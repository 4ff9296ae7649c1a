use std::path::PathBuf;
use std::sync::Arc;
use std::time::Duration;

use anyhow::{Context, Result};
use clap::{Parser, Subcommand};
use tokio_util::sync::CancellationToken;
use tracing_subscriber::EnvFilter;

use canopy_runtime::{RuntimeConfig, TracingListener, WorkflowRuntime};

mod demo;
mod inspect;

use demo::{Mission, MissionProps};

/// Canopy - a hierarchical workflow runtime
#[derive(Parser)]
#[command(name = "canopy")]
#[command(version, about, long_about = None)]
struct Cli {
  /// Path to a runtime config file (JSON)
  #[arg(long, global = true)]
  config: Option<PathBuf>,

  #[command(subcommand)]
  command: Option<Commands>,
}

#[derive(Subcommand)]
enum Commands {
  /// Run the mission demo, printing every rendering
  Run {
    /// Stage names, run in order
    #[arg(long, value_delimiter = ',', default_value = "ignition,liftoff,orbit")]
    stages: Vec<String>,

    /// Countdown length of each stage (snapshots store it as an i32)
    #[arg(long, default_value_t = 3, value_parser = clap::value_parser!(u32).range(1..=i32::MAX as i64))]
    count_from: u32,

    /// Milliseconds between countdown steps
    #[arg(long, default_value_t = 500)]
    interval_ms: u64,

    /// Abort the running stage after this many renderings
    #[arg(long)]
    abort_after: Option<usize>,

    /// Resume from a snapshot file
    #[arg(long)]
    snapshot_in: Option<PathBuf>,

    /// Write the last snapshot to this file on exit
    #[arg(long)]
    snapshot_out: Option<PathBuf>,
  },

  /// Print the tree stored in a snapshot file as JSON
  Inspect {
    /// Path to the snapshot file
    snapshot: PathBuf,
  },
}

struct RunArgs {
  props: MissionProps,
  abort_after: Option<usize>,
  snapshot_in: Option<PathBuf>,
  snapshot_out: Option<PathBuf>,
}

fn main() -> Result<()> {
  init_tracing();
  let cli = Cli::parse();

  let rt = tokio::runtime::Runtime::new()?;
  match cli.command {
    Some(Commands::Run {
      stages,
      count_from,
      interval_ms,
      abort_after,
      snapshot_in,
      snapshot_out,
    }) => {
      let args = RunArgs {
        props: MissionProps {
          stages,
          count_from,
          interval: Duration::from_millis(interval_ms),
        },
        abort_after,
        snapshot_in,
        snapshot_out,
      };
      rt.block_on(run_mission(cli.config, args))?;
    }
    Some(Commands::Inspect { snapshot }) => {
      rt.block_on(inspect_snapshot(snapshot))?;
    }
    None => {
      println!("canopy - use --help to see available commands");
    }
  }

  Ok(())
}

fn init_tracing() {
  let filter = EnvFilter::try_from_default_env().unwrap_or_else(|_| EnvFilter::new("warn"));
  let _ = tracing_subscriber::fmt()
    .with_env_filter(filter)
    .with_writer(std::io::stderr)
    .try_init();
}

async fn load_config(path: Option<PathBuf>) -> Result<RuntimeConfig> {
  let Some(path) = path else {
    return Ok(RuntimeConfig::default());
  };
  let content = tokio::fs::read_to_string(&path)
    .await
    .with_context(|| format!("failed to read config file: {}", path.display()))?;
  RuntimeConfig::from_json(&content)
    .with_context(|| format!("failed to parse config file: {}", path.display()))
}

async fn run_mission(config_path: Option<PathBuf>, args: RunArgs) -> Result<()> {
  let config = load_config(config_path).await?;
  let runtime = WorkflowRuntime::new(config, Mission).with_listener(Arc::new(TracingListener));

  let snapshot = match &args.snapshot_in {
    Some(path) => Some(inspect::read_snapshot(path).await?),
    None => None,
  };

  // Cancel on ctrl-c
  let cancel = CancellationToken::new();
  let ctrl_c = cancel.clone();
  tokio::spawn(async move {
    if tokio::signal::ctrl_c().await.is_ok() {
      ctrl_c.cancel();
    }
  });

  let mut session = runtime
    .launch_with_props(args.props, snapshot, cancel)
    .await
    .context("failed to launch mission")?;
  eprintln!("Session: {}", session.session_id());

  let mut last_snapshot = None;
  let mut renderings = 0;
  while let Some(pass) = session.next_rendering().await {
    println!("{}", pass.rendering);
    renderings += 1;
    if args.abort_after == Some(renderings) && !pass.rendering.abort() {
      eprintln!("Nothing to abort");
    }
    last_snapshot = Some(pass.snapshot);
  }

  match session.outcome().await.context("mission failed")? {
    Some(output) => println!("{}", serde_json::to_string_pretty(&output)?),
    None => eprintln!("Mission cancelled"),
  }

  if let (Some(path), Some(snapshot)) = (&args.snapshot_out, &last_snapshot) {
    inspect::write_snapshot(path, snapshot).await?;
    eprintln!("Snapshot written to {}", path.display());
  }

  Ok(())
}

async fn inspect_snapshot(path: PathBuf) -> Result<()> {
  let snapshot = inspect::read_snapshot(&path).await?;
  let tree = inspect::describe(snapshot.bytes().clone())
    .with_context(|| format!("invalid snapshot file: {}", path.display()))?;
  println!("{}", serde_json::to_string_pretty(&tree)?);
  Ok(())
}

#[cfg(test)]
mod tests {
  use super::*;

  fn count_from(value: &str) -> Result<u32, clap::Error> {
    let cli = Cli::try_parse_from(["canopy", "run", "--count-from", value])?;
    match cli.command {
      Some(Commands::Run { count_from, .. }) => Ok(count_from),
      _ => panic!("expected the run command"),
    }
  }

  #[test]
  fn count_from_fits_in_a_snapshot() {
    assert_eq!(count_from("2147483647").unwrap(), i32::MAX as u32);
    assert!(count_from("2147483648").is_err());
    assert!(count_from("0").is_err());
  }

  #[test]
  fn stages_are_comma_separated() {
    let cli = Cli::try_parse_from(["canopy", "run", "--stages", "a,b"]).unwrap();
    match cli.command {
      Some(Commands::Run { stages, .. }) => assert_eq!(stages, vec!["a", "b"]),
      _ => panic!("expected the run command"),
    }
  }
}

Work to be completed:
Every line that includes "usize" must be copied from the material above.

Finished exercise:
    abort_after: Option<usize>,
  abort_after: Option<usize>,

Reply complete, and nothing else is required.